Por supuesto que Francisco Cáceres Sánchez usa el teléfono
móvil, pero su especialidad es el telégrafo. Con un dedo y unos
auriculares es capaz de reducir al código morse cualquier frase de las
que circulan por 'guasap' y dejarla en una serie de puntos y rayas. El
problema es que en Badajoz apenas quedan unos cincuenta telegrafistas
para descifrar su mensaje.
Este pacense de 64 años que vive en la barriada de
Valdepasillas es el delegado de todos ellos ante la Asociación de Amigos
del Telégrafo de España, creada en 2004.
Como él, la mayoría de telegrafistas están jubilados.
Proceden del Cuerpo de Telégrafos, que era independiente hasta que en
1998 se unió al de Correos. Este pacense ingresó en el oficio en 1966 en
Guadix (Granada) tras superar un examen que básicamente consistía en
transmitir por morse, «el padre del teléfono», como a él le gusta
subrayar.
Unos 3.000 en España
Por sus dedos y oídos han pasado millones de telegramas,
que es lo más parecido a un mensaje de texto, lo que permitía, ya en el
siglo XIX, ponía en comunicación al mundo siempre que hubiera un cable
de por medio. «He transmitido de todo, incluso entre embajadas,
calificados como alto secreto y que no puedo revelar», comenta con
cierta intriga.
«Aquello era un oficio un poco duro -recuerda ahora- porque
se trabajaba día y noche e incluso festivos. Entre los días de mayor
trabajo estaba el de San José porque la gente mandaba miles de
felicitaciones. Casi no dábamos abasto».
Francisco Cáceres calcula que en toda España habrá unos
3.000 telegrafistas, que son los afiliados a la asociación de la que él
es delegado. Sin embargo, reconoce que todos son gente mayor, por eso
asume con naturalidad que dentro de unas décadas este medio de
comunicación habrá quedado extinguido porque prácticamente nadie
conocerá el código morse, gracias al cual se transmitió en Estados
Unidos el primer mensaje telegráfico.
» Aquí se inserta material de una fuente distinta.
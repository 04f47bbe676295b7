//! Shared harness for the ansi_rgb integration tests.
//!
//! The crate itself only emits `log` records: a debug line when a palette is
//! built or a style name is dropped, and a trace line per quantized color.
//! `init_test_logging` installs a tracing subscriber that picks those records
//! up next to the tests' own `tracing` events.
//!
//! ```rust,ignore
//! mod common;
//!
//! #[test]
//! fn quantizes_orange() {
//!     common::init_test_logging();
//!     assert_eq!(Colorizer::new().quantize("ff8700").unwrap(), 208);
//! }
//! ```
//!
//! Filters:
//!
//! - `RUST_LOG=ansi_rgb=debug` - palette construction and dropped styles (default)
//! - `RUST_LOG=ansi_rgb::quantize=trace` - input, snapped color and index for every lookup
//! - `TEST_LOG_JSON=1` - one JSON object per event
//!
//! Each test binary uses a different subset of the helpers.

#![allow(dead_code)]

pub mod assertions;

use std::sync::Once;
use tracing_subscriber::{EnvFilter, fmt, layer::SubscriberExt, util::SubscriberInitExt};

static INIT: Once = Once::new();

/// Install the subscriber once per test binary; later calls do nothing.
pub fn init_test_logging() {
    INIT.call_once(|| {
        let use_json = std::env::var("TEST_LOG_JSON").is_ok();

        let env_filter = EnvFilter::try_from_default_env()
            .unwrap_or_else(|_| EnvFilter::new("ansi_rgb=debug,test=info"));

        if use_json {
            tracing_subscriber::registry()
                .with(env_filter)
                .with(fmt::layer().json().with_test_writer())
                .try_init()
                .ok();
        } else {
            tracing_subscriber::registry()
                .with(env_filter)
                .with(
                    fmt::layer()
                        .with_test_writer()
                        .with_ansi(true)
                        .with_file(true)
                        .with_line_number(true)
                        .with_thread_ids(true)
                        .with_target(true)
                        .compact(),
                )
                .try_init()
                .ok();
        }
    });
}

/// Group the events of one step (build, quantize, emit) under a span.
///
/// ```rust,ignore
/// let _setup = test_phase("setup");
/// ```
pub fn test_phase(name: &str) -> tracing::span::EnteredSpan {
    let span = tracing::info_span!("test_phase", phase = name);
    tracing::info!(phase = name, "entering test phase");
    span.entered()
}

/// Record which test is running and what it covers.
pub fn log_test_context(test_name: &str, description: &str) {
    tracing::info!(
        test_name = test_name,
        description = description,
        "test context"
    );
}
Fue un 24 de mayo de 1844 entre
Washington y Baltimore, afirma otro telegrafista pacense, el escritor
Pepe Vela.
Además de empezar a comunicar al mundo, que no es poco,
entre los legados que habrán dejado los telegrafistas españoles, dice en
broma Francisco Cáceres, «está el uso incorrecto de la 'k' para
abreviar la palabra 'que'. Ahora todos la usan en sus mensajes por móvil
o en el twitter (una red social de mensajes cortos), pero que se sepa
que ya nosotros cuando queríamos empezar transmitiendo un telegrama
fuimos los primeros en cambiar 'querido' por 'kerido'», dice.